use std::time::Instant;

use canonical::AnalyzerConfig;

use crate::metrics::{metrics_recorder, MatchSource};
use crate::types::{Document, MatchConfig, MatchError, MatchHit};
use crate::vectorizer::{cosine_similarity, TfIdfSpace};

#[cfg(test)]
mod tests;

/// Ingredient matcher.
///
/// Stateless between calls: every [`Matcher::match_corpus`] builds a fresh
/// vector space from the corpus it is given, so the vocabulary always
/// reflects the latest recipe set. Safe to share across threads.
#[derive(Debug, Clone, Default)]
pub struct Matcher {
    analyzer: AnalyzerConfig,
    config: MatchConfig,
}

impl Matcher {
    /// Construct a matcher from explicit configs.
    pub fn new(analyzer: AnalyzerConfig, config: MatchConfig) -> Self {
        Self { analyzer, config }
    }

    pub fn analyzer(&self) -> &AnalyzerConfig {
        &self.analyzer
    }

    pub fn config(&self) -> &MatchConfig {
        &self.config
    }

    /// Reject configurations `match_corpus` would refuse.
    pub fn validate(&self) -> Result<(), MatchError> {
        validate_configs(&self.analyzer, &self.config)
    }

    /// Rank `corpus` against `query` and return the best hits.
    ///
    /// An empty corpus or a query sharing no terms with any document gives
    /// an empty result. Hits are ordered by descending score; equal scores
    /// keep corpus order.
    pub fn match_corpus<K: Clone>(
        &self,
        query: &str,
        corpus: &[Document<K>],
    ) -> Result<Vec<MatchHit<K>>, MatchError> {
        validate_configs(&self.analyzer, &self.config)?;

        if corpus.is_empty() {
            return Ok(Vec::new());
        }

        let start = Instant::now();

        // Corpus texts followed by the query as the last entry.
        let mut collection: Vec<&str> = Vec::with_capacity(corpus.len() + 1);
        for (position, doc) in corpus.iter().enumerate() {
            let text = doc.text().ok_or_else(|| MatchError::InvalidInput {
                position,
                reason: "document text is missing".into(),
            })?;
            collection.push(text);
        }
        collection.push(query);

        let space = TfIdfSpace::fit_transform(&collection, &self.analyzer);
        let (query_vector, candidates) = space
            .rows()
            .split_last()
            .ok_or_else(|| MatchError::InvalidInput {
                position: corpus.len(),
                reason: "query row missing from vector space".into(),
            })?;

        let similarities: Vec<f64> = candidates
            .iter()
            .map(|candidate| cosine_similarity(query_vector, candidate))
            .collect();

        let hits: Vec<MatchHit<K>> = rank_similarities(&similarities, &self.config)
            .into_iter()
            .map(|(position, similarity)| {
                MatchHit::from_similarity(corpus[position].id.clone(), similarity)
            })
            .collect();

        let latency = start.elapsed();
        tracing::debug!(
            corpus_size = corpus.len(),
            dimensions = space.dimensions(),
            hits = hits.len(),
            latency_us = latency.as_micros() as u64,
            "ingredient match complete"
        );
        if let Some(recorder) = metrics_recorder() {
            recorder.record_match(MatchSource::Scan, corpus.len(), latency, hits.len());
        }

        Ok(hits)
    }
}

/// Match `query` against `corpus` with default analysis and the given
/// result limit.
pub fn match_documents<K: Clone>(
    query: &str,
    corpus: &[Document<K>],
    top_n: usize,
) -> Result<Vec<MatchHit<K>>, MatchError> {
    Matcher::new(AnalyzerConfig::default(), MatchConfig::with_top_n(top_n))
        .match_corpus(query, corpus)
}

pub(crate) fn validate_configs(
    analyzer: &AnalyzerConfig,
    config: &MatchConfig,
) -> Result<(), MatchError> {
    config.validate()?;
    analyzer.validate()?;
    if !analyzer.lowercase {
        return Err(MatchError::InvalidConfig(
            "matching is case-insensitive; analyzer.lowercase must be enabled".into(),
        ));
    }
    Ok(())
}

/// Orders candidate positions by similarity and applies the result policy.
///
/// 1. stable sort, descending (ties keep corpus order)
/// 2. keep the first `top_n`
/// 3. drop zero-similarity candidates unless weak matches are requested,
///    and drop anything that would be reported as 0.00
pub(crate) fn rank_similarities(similarities: &[f64], config: &MatchConfig) -> Vec<(usize, f64)> {
    let mut ranked: Vec<(usize, f64)> = similarities.iter().copied().enumerate().collect();
    ranked.sort_by(|a, b| b.1.total_cmp(&a.1));
    ranked.truncate(config.top_n);
    if !config.include_weak_matches {
        ranked.retain(|&(_, similarity)| {
            similarity > 0.0 && crate::types::similarity_to_score(similarity) > 0.0
        });
    }
    ranked
}
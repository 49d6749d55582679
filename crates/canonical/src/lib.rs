//! Pantry text analysis layer.
//!
//! Turns free-text ingredient lists ("2 Tomatoes, chopped; 1 onion") into the
//! terms that the matcher builds its vector space from.
//!
//! ## What we do
//!
//! - Unicode normalization (NFKC by default, configurable)
//! - Locale-free lowercasing
//! - Word tokenization with byte offsets: runs of alphanumerics and `_`,
//!   everything else delimits
//! - Short-token and stop-word filtering
//!
//! ## Pure function guarantee
//!
//! No I/O, no clock calls, no OS/locale dependence. Same text and config give
//! the same terms on any machine. Query and corpus must go through the same
//! config, otherwise case-insensitive matching does not hold.

mod config;
mod error;
mod pipeline;
mod token;

pub use crate::config::AnalyzerConfig;
pub use crate::error::CanonicalError;
pub use crate::pipeline::{analyze, analyze_unchecked, normalize};
pub use crate::token::{tokenize, Token};
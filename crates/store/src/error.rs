use std::path::PathBuf;

use thiserror::Error;

use crate::types::RecipeId;

/// Errors produced by recipe storage.
#[derive(Debug, Error)]
#[non_exhaustive]
pub enum StoreError {
    /// The referenced recipe does not exist.
    #[error("recipe {0} not found")]
    NotFound(RecipeId),

    /// A record failed validation (empty name, empty ingredients, ...).
    #[error("validation failed: {0}")]
    Validation(String),

    /// Ratings must be between 1 and 5 inclusive.
    #[error("rating must be between 1 and 5, got {0}")]
    InvalidRating(u8),

    /// The storage backend failed (e.g. a poisoned lock).
    #[error("backend error: {0}")]
    Backend(String),

    /// A seed file could not be read.
    #[error("failed to read seed file {path}: {source}")]
    SeedRead {
        path: PathBuf,
        #[source]
        source: std::io::Error,
    },

    /// A seed file is not valid JSON for the seed schema.
    #[error("failed to parse seed file: {0}")]
    SeedParse(#[from] serde_json::Error),
}

impl StoreError {
    pub fn backend<E: std::fmt::Display>(err: E) -> Self {
        Self::Backend(err.to_string())
    }
}
//! Layered configuration for the pantry binary and library callers.
//!
//! Values are resolved in this order, later sources winning:
//!
//! 1. built-in defaults
//! 2. an optional `pantry.{toml,yaml,json}` file in the working directory
//!    (or an explicit path via [`PantryConfig::load_from`])
//! 3. `PANTRY__*` environment variables, `__` separating nested keys
//!
//! A `.env` file is honoured when the binary calls `dotenvy` before loading.
//!
//! ## Example TOML
//!
//! ```toml
//! log_level = "debug"
//! seed_path = "data/recipes.json"
//!
//! [analyzer]
//! stop_words = ["cup", "tbsp", "tsp"]
//!
//! [matcher]
//! top_n = 10
//! ```
//!
//! The same `top_n` from the environment: `PANTRY__MATCHER__TOP_N=10`.

use std::fmt;
use std::path::{Path, PathBuf};

use matcher::{AnalyzerConfig, MatchConfig, Matcher};
use serde::{Deserialize, Serialize};

const ENV_PREFIX: &str = "PANTRY";
const ENV_SEPARATOR: &str = "__";
const DEFAULT_FILE: &str = "pantry";

/// Errors raised while loading or validating [`PantryConfig`].
#[derive(Debug)]
pub enum ConfigLoadError {
    Source(config::ConfigError),
    Validation(String),
}

impl fmt::Display for ConfigLoadError {
    fn fmt(&self, f: &mut fmt::Formatter<'_>) -> fmt::Result {
        match self {
            ConfigLoadError::Source(err) => write!(f, "failed to load configuration: {err}"),
            ConfigLoadError::Validation(msg) => write!(f, "invalid configuration: {msg}"),
        }
    }
}

impl std::error::Error for ConfigLoadError {
    fn source(&self) -> Option<&(dyn std::error::Error + 'static)> {
        match self {
            ConfigLoadError::Source(err) => Some(err),
            ConfigLoadError::Validation(_) => None,
        }
    }
}

impl From<config::ConfigError> for ConfigLoadError {
    fn from(value: config::ConfigError) -> Self {
        ConfigLoadError::Source(value)
    }
}

/// Runtime configuration.
#[derive(Debug, Clone, Deserialize, Serialize)]
pub struct PantryConfig {
    /// `tracing` env-filter directive, e.g. `info` or `matcher=debug,info`.
    #[serde(default = "default_log_level")]
    pub log_level: String,

    /// Emit logs as JSON lines instead of human-readable text.
    #[serde(default)]
    pub log_json: bool,

    /// Recipes loaded into the in-memory store at startup.
    #[serde(default)]
    pub seed_path: Option<PathBuf>,

    #[serde(default)]
    pub analyzer: AnalyzerConfig,

    #[serde(default)]
    pub matcher: MatchConfig,
}

impl Default for PantryConfig {
    fn default() -> Self {
        Self {
            log_level: default_log_level(),
            log_json: false,
            seed_path: None,
            analyzer: AnalyzerConfig::default(),
            matcher: MatchConfig::default(),
        }
    }
}

impl PantryConfig {
    /// Load from the optional `pantry.*` file in the working directory, then
    /// the environment.
    pub fn load() -> Result<Self, ConfigLoadError> {
        Self::build(config::File::with_name(DEFAULT_FILE).required(false))
    }

    /// Load from an explicit file, which must exist, then the environment.
    /// The format follows the file extension.
    pub fn load_from(path: impl AsRef<Path>) -> Result<Self, ConfigLoadError> {
        Self::build(config::File::from(path.as_ref()).required(true))
    }

    fn build<S>(file: S) -> Result<Self, ConfigLoadError>
    where
        S: config::Source + Send + Sync + 'static,
    {
        let builder = config::Config::builder()
            .add_source(file)
            .add_source(
                config::Environment::with_prefix(ENV_PREFIX)
                    .separator(ENV_SEPARATOR)
                    .try_parsing(true),
            );

        let config: PantryConfig = builder.build()?.try_deserialize()?;
        config.validate()?;
        Ok(config)
    }

    /// Check the nested analyzer and matcher settings.
    pub fn validate(&self) -> Result<(), ConfigLoadError> {
        if self.log_level.trim().is_empty() {
            return Err(ConfigLoadError::Validation(
                "log_level must not be empty".into(),
            ));
        }
        self.matcher_instance()
            .validate()
            .map_err(|err| ConfigLoadError::Validation(err.to_string()))
    }

    /// Build the matcher described by this configuration.
    pub fn matcher_instance(&self) -> Matcher {
        Matcher::new(self.analyzer.clone(), self.matcher.clone())
    }
}

fn default_log_level() -> String {
    "info".to_string()
}
// Metrics hooks for the `matcher` crate.
//
// Callers install a global `MatchMetrics` implementation via [`set_match_metrics`];
// `Matcher` and `CorpusIndex` then report per-call latency, corpus size and hit
// counts. This keeps instrumentation decoupled from any specific metrics backend.
use std::sync::{Arc, RwLock};
use std::time::Duration;

use once_cell::sync::OnceCell;

/// Which code path answered a match call.
#[derive(Debug, Clone, Copy, PartialEq, Eq)]
pub enum MatchSource {
    /// Vector space rebuilt from the supplied corpus.
    Scan,
    /// Answered from an incrementally maintained [`CorpusIndex`](crate::CorpusIndex).
    Index,
}

/// Metrics observer for match operations.
pub trait MatchMetrics: Send + Sync {
    /// Record the outcome of a match.
    ///
    /// `corpus_size` is the number of candidate documents, `latency` the
    /// wall-clock duration of the call and `hit_count` the number of hits
    /// returned after all filtering.
    fn record_match(
        &self,
        source: MatchSource,
        corpus_size: usize,
        latency: Duration,
        hit_count: usize,
    );
}

fn metrics_lock() -> &'static RwLock<Option<Arc<dyn MatchMetrics>>> {
    static METRICS: OnceCell<RwLock<Option<Arc<dyn MatchMetrics>>>> = OnceCell::new();
    METRICS.get_or_init(|| RwLock::new(None))
}

pub(crate) fn metrics_recorder() -> Option<Arc<dyn MatchMetrics>> {
    let guard = metrics_lock()
        .read()
        .unwrap_or_else(|poisoned| poisoned.into_inner());
    guard.clone()
}

/// Install or clear the global match metrics recorder.
///
/// Typically called once during startup so every matcher shares the same
/// metrics backend.
pub fn set_match_metrics(recorder: Option<Arc<dyn MatchMetrics>>) {
    let mut guard = metrics_lock()
        .write()
        .unwrap_or_else(|poisoned| poisoned.into_inner());
    *guard = recorder;
}
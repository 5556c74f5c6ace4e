//! Config command - print the effective settings.

use crate::config::Settings;

/// Run the config command.
pub fn run(config: &Settings) {
    println!("Current Configuration:");
    println!("{}", "=".repeat(50));
    match toml::to_string_pretty(config) {
        Ok(toml_str) => println!("{toml_str}"),
        Err(e) => eprintln!("Error displaying config: {e}"),
    }
}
========================
Find the word "drop" in the data and copy out each line where it turns up.

/// 3. drop zero-similarity candidates unless weak matches are requested,
///    and drop anything that would be reported as 0.00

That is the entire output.